WHAT IS BEING ASKED: Scan the lines below for the string "RetryPolicy" and copy every one that has it.

Stored data entries:
= = = = = = =
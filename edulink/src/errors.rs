use crate::db::errors::DbError;
use crate::types::Operation;
use axum::{
    http::StatusCode,
    response::{IntoResponse, Response},
};
use thiserror::Error as ThisError;

#[derive(ThisError, Debug)]
pub enum Error {
    /// Authentication required but not provided, or the presented access
    /// credential failed verification
    #[error("Not authenticated")]
    Unauthenticated { message: Option<String> },

    /// A refresh credential that verified cryptographically but does not
    /// match the stored session slot (including reuse of a rotated-away
    /// token)
    #[error("Invalid refresh token")]
    InvalidToken,

    /// User lacks the required role or ownership for the operation
    #[error("Insufficient permissions to {action} {resource}")]
    InsufficientPermissions { action: Operation, resource: String },

    /// Invalid request data or business rule violation
    #[error("{message}")]
    BadRequest { message: String },

    /// Requested resource not found
    #[error("{resource} with ID {id} not found")]
    NotFound { resource: String, id: String },

    /// Duplicate of an existing unique resource
    #[error("Conflict: {message}")]
    Conflict { message: String },

    /// Generic internal service error
    #[error("Failed to {operation}")]
    Internal { operation: String },

    /// Database operation error
    #[error(transparent)]
    Database(#[from] DbError),

    /// Unexpected error with full context chain
    #[error(transparent)]
    Other(#[from] anyhow::Error),
}

impl Error {
    pub fn status_code(&self) -> StatusCode {
        match self {
            Error::Unauthenticated { .. } => StatusCode::UNAUTHORIZED,
            Error::InvalidToken => StatusCode::UNAUTHORIZED,
            Error::InsufficientPermissions { .. } => StatusCode::FORBIDDEN,
            Error::BadRequest { .. } => StatusCode::BAD_REQUEST,
            Error::NotFound { .. } => StatusCode::NOT_FOUND,
            Error::Conflict { .. } => StatusCode::CONFLICT,
            Error::Internal { .. } => StatusCode::INTERNAL_SERVER_ERROR,
            Error::Database(db_err) => match db_err {
                DbError::NotFound => StatusCode::NOT_FOUND,
                DbError::UniqueViolation { .. } => StatusCode::CONFLICT,
                DbError::ForeignKeyViolation { .. } => StatusCode::BAD_REQUEST,
                DbError::Other(_) => StatusCode::INTERNAL_SERVER_ERROR,
            },
            Error::Other(_) => StatusCode::INTERNAL_SERVER_ERROR,
        }
    }

    /// Returns a user-safe error message, without leaking internal implementation details
    pub fn user_message(&self) -> String {
        match self {
            Error::Unauthenticated { message } => message.clone().unwrap_or_else(|| "Authentication required".to_string()),
            Error::InvalidToken => "Invalid refresh token".to_string(),
            Error::InsufficientPermissions { action, resource } => {
                format!("Insufficient permissions to {action} {resource}")
            }
            Error::BadRequest { message } => message.clone(),
            Error::NotFound { resource, id } => {
                format!("{resource} with ID {id} not found")
            }
            Error::Conflict { message } => message.clone(),
            Error::Internal { .. } => "Internal server error".to_string(),
            Error::Database(db_err) => match db_err {
                DbError::NotFound => "Resource not found".to_string(),
                DbError::UniqueViolation { constraint, .. } => match constraint.as_deref() {
                    Some("users.email") => "An account with this email address already exists".to_string(),
                    Some("users.username") => "This username is already taken".to_string(),
                    _ => "Resource already exists".to_string(),
                },
                DbError::ForeignKeyViolation { .. } => "Invalid reference to related resource".to_string(),
                DbError::Other(_) => "Database error occurred".to_string(),
            },
            Error::Other(_) => "Internal server error".to_string(),
        }
    }
}

impl IntoResponse for Error {
    fn into_response(self) -> Response {
        // Log full error details for debugging - different log levels based on severity
        match &self {
            Error::Database(DbError::Other(_)) | Error::Internal { .. } | Error::Other(_) => {
                tracing::error!("Internal service error: {:#}", self);
            }
            Error::Database(_) | Error::Conflict { .. } => {
                tracing::warn!("Conflict or constraint error: {}", self);
            }
            Error::Unauthenticated { .. } | Error::InvalidToken | Error::InsufficientPermissions { .. } => {
                tracing::info!("Authorization error: {}", self);
            }
            Error::BadRequest { .. } | Error::NotFound { .. } => {
                tracing::debug!("Client error: {}", self);
            }
        }

        let status = self.status_code();
        let body = serde_json::json!({ "message": self.user_message() });

        (status, axum::response::Json(body)).into_response()
    }
}

/// Type alias for service operation results
pub type Result<T> = std::result::Result<T, Error>;

#[cfg(test)]
mod tests {
    use super::*;

    #[test]
    fn test_status_codes() {
        assert_eq!(
            Error::Unauthenticated { message: None }.status_code(),
            StatusCode::UNAUTHORIZED
        );
        assert_eq!(Error::InvalidToken.status_code(), StatusCode::UNAUTHORIZED);
        assert_eq!(
            Error::InsufficientPermissions {
                action: Operation::Delete,
                resource: "course".to_string(),
            }
            .status_code(),
            StatusCode::FORBIDDEN
        );
        assert_eq!(
            Error::Conflict {
                message: "duplicate".to_string()
            }
            .status_code(),
            StatusCode::CONFLICT
        );
        assert_eq!(
            Error::NotFound {
                resource: "Course".to_string(),
                id: "abc".to_string(),
            }
            .status_code(),
            StatusCode::NOT_FOUND
        );
    }

    #[test]
    fn test_internal_errors_do_not_leak_detail() {
        let err = Error::Internal {
            operation: "hash password: secret detail".to_string(),
        };
        assert_eq!(err.user_message(), "Internal server error");

        let err = Error::Other(anyhow::anyhow!("connection string postgres://user:pw@host"));
        assert_eq!(err.user_message(), "Internal server error");
    }

    #[test]
    fn test_unique_violation_messages() {
        let err = Error::Database(DbError::UniqueViolation {
            constraint: Some("users.email".to_string()),
            message: "UNIQUE constraint failed: users.email".to_string(),
        });
        assert_eq!(err.status_code(), StatusCode::CONFLICT);
        assert!(err.user_message().contains("email address already exists"));

        let err = Error::Database(DbError::UniqueViolation {
            constraint: Some("users.username".to_string()),
            message: "UNIQUE constraint failed: users.username".to_string(),
        });
        assert!(err.user_message().contains("username is already taken"));
    }
}
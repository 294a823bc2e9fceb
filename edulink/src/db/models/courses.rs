//! Database models for courses.

use crate::types::{ContentId, CourseId, UserId};
use chrono::{DateTime, Utc};

/// Database request for creating a new course
#[derive(Debug, Clone)]
pub struct CourseCreateDBRequest {
    pub title: String,
    pub description: String,
    /// The creator. Set once at creation and never reassigned.
    pub instructor_id: UserId,
}

/// Database request for updating a course. `None` fields keep their current
/// value.
#[derive(Debug, Clone, Default)]
pub struct CourseUpdateDBRequest {
    pub title: Option<String>,
    pub description: Option<String>,
}

/// Database response for a course, including its attached content and
/// enrolled students.
#[derive(Debug, Clone)]
pub struct CourseDBResponse {
    pub id: CourseId,
    pub title: String,
    pub description: String,
    pub instructor_id: UserId,
    pub content_ids: Vec<ContentId>,
    pub student_ids: Vec<UserId>,
    pub created_at: DateTime<Utc>,
    pub updated_at: DateTime<Utc>,
}
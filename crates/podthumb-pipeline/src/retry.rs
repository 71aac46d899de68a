//! Bounded retry with linear backoff around remote generation calls.
//!
//! A generation call can succeed at the transport level and still produce
//! nothing, so every attempt is classified into a [`CallOutcome`]. Empty
//! results and retryable transport errors are retried; blocked content and
//! every other error fail immediately.

use std::future::Future;
use std::time::Duration;

use podthumb_models::Stage;
use tracing::{debug, warn};

use crate::error::{PipelineError, PipelineResult};
use crate::metrics;

/// Classified result of one remote attempt.
#[derive(Debug, Clone, PartialEq)]
pub enum CallOutcome<T> {
    /// At least one usable artifact.
    Produced(T),
    /// Nothing usable; carries a diagnostic describing the response.
    Empty(String),
    /// Refused by a safety filter. Never retried.
    Blocked(String),
}

#[derive(Debug, Clone)]
pub struct RetryPolicy {
    /// Total attempts, including the first.
    pub max_attempts: u32,
    /// Delay unit: attempt `n` is followed by `base_delay * n`.
    pub base_delay: Duration,
    pub operation: String,
}

impl Default for RetryPolicy {
    fn default() -> Self {
        Self {
            max_attempts: 3,
            base_delay: Duration::from_secs(2),
            operation: "generation".to_string(),
        }
    }
}

impl RetryPolicy {
    pub fn new(operation: impl Into<String>) -> Self {
        Self {
            operation: operation.into(),
            ..Default::default()
        }
    }

    pub fn with_max_attempts(mut self, max_attempts: u32) -> Self {
        self.max_attempts = max_attempts.max(1);
        self
    }

    pub fn with_base_delay(mut self, base_delay: Duration) -> Self {
        self.base_delay = base_delay;
        self
    }

    /// Linear backoff after the given 1-based attempt.
    pub fn delay_for_attempt(&self, attempt: u32) -> Duration {
        self.base_delay.saturating_mul(attempt)
    }

    /// Run `call` until it produces, fails permanently, or attempts run out.
    ///
    /// `call` receives the 1-based attempt number. Exhaustion surfaces the
    /// last failure unchanged.
    pub async fn run<T, F, Fut>(&self, stage: Stage, mut call: F) -> RetryResult<T>
    where
        F: FnMut(u32) -> Fut,
        Fut: Future<Output = PipelineResult<CallOutcome<T>>>,
    {
        let mut attempt = 1u32;

        loop {
            let failure = match call(attempt).await {
                Ok(CallOutcome::Produced(value)) => {
                    return RetryResult::Success {
                        value,
                        attempts: attempt,
                    }
                }
                Ok(CallOutcome::Blocked(reason)) => {
                    return RetryResult::Failed {
                        error: PipelineError::blocked(stage, reason),
                        attempts: attempt,
                    }
                }
                Ok(CallOutcome::Empty(diagnostic)) => PipelineError::NoArtifacts {
                    attempts: attempt,
                    diagnostic,
                },
                Err(e) if e.is_retryable() => e,
                Err(e) => {
                    return RetryResult::Failed {
                        error: e,
                        attempts: attempt,
                    }
                }
            };

            if attempt >= self.max_attempts {
                debug!(
                    operation = %self.operation,
                    attempts = attempt,
                    "Retry budget exhausted"
                );
                return RetryResult::Failed {
                    error: failure,
                    attempts: attempt,
                };
            }

            let delay = self.delay_for_attempt(attempt);
            warn!(
                operation = %self.operation,
                stage = %stage,
                attempt,
                max_attempts = self.max_attempts,
                delay_ms = delay.as_millis() as u64,
                error = %failure,
                "Remote call failed, retrying"
            );
            metrics::record_retry(&self.operation);
            tokio::time::sleep(delay).await;
            attempt += 1;
        }
    }
}

/// Result of a retried call, with the number of attempts actually made.
#[derive(Debug)]
pub enum RetryResult<T> {
    Success { value: T, attempts: u32 },
    Failed { error: PipelineError, attempts: u32 },
}

impl<T> RetryResult<T> {
    pub fn is_success(&self) -> bool {
        matches!(self, RetryResult::Success { .. })
    }

    pub fn attempts(&self) -> u32 {
        match self {
            RetryResult::Success { attempts, .. } | RetryResult::Failed { attempts, .. } => {
                *attempts
            }
        }
    }

    pub fn into_result(self) -> PipelineResult<T> {
        match self {
            RetryResult::Success { value, .. } => Ok(value),
            RetryResult::Failed { error, .. } => Err(error),
        }
    }
}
= = = = = = =
WRITTEN SOLUTION:
pub struct RetryPolicy {
impl Default for RetryPolicy {
impl RetryPolicy {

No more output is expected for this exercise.